Count every line below that contains "Wrap", then state the total with no other output.
——
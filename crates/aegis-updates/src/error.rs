//! Error types surfaced by the update registry.
//!
//! Every error that crosses a module boundary carries the identifier, path,
//! or URL it is about; callers retry transport failures, everything else is
//! reported as-is.

use std::path::{Path, PathBuf};

use thiserror::Error;

/// Result alias used throughout the registry.
pub type UpdateResult<T> = Result<T, UpdateError>;

/// Errors produced by registry operations.
#[derive(Debug, Error)]
pub enum UpdateError {
    #[error("resource not found: {0}")]
    NotFound(String),

    #[error("resource {0} is not available locally and the registry is offline")]
    NotAvailableLocally(String),

    #[error("no verification rule covers {0}")]
    VerificationNotConfigured(String),

    #[error("index {0}: fetched bytes do not match the signed hash")]
    IndexChecksumMismatch(String),

    #[error("index {path}: published timestamp {published} is in the future")]
    IndexFromFuture { path: String, published: String },

    #[error("index {path}: published timestamp {published} precedes the known last release {last_release}")]
    IndexIsOlder {
        path: String,
        published: String,
        last_release: String,
    },

    #[error("index {path}: declared channel {got:?} does not match expected channel {expected:?}")]
    IndexChannelMismatch {
        path: String,
        expected: String,
        got: String,
    },

    #[error("invalid version {0:?}")]
    InvalidVersion(String),

    #[error("version {version} of {identifier} is not known")]
    VersionNotFound {
        identifier: String,
        version: String,
    },

    #[error("cannot blacklist the last usable version of {0}")]
    BlacklistLastVersion(String),

    #[error("download policy must be at least as strict as the disk-load policy")]
    PolicyOrdering,

    #[error("signature error for {path}: {reason}")]
    Signature { path: String, reason: String },

    #[error("transport error for {url}: {source}")]
    Transport {
        url: String,
        #[source]
        source: reqwest::Error,
    },

    #[error("unexpected status {status} for {url}")]
    UnexpectedStatus { url: String, status: u16 },

    #[error("no mirrors configured")]
    NoMirrors,

    #[error("failed to build the http client: {0}")]
    HttpClient(#[source] reqwest::Error),

    #[error("parse error for {path}: {reason}")]
    Parse { path: String, reason: String },

    #[error("{context} at {}: {source}", path.display())]
    Io {
        context: &'static str,
        path: PathBuf,
        #[source]
        source: std::io::Error,
    },

    #[error("invalid path {}: {reason}", path.display())]
    InvalidPath { path: PathBuf, reason: &'static str },

    #[error("no selected version for {0}")]
    NoSelectedVersion(String),

    #[error("unpacking is not supported for {0}")]
    UnsupportedArchive(String),

    #[error("unpacked entry {path} exceeds the size limit")]
    UnpackedTooLarge { path: String },

    #[error("operation cancelled")]
    Cancelled,
}

impl UpdateError {
    /// Wrap an I/O error with the operation and the responsible path.
    pub fn io(context: &'static str, path: impl AsRef<Path>, source: std::io::Error) -> Self {
        UpdateError::Io {
            context,
            path: path.as_ref().to_path_buf(),
            source,
        }
    }

    /// Wrap a parse failure with the file or identifier it came from.
    pub fn parse(path: impl Into<String>, reason: impl Into<String>) -> Self {
        UpdateError::Parse {
            path: path.into(),
            reason: reason.into(),
        }
    }

    /// Wrap a signature failure with the file it came from.
    pub fn signature(path: impl Into<String>, reason: impl Into<String>) -> Self {
        UpdateError::Signature {
            path: path.into(),
            reason: reason.into(),
        }
    }
}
——
WORKED SOLUTION: 3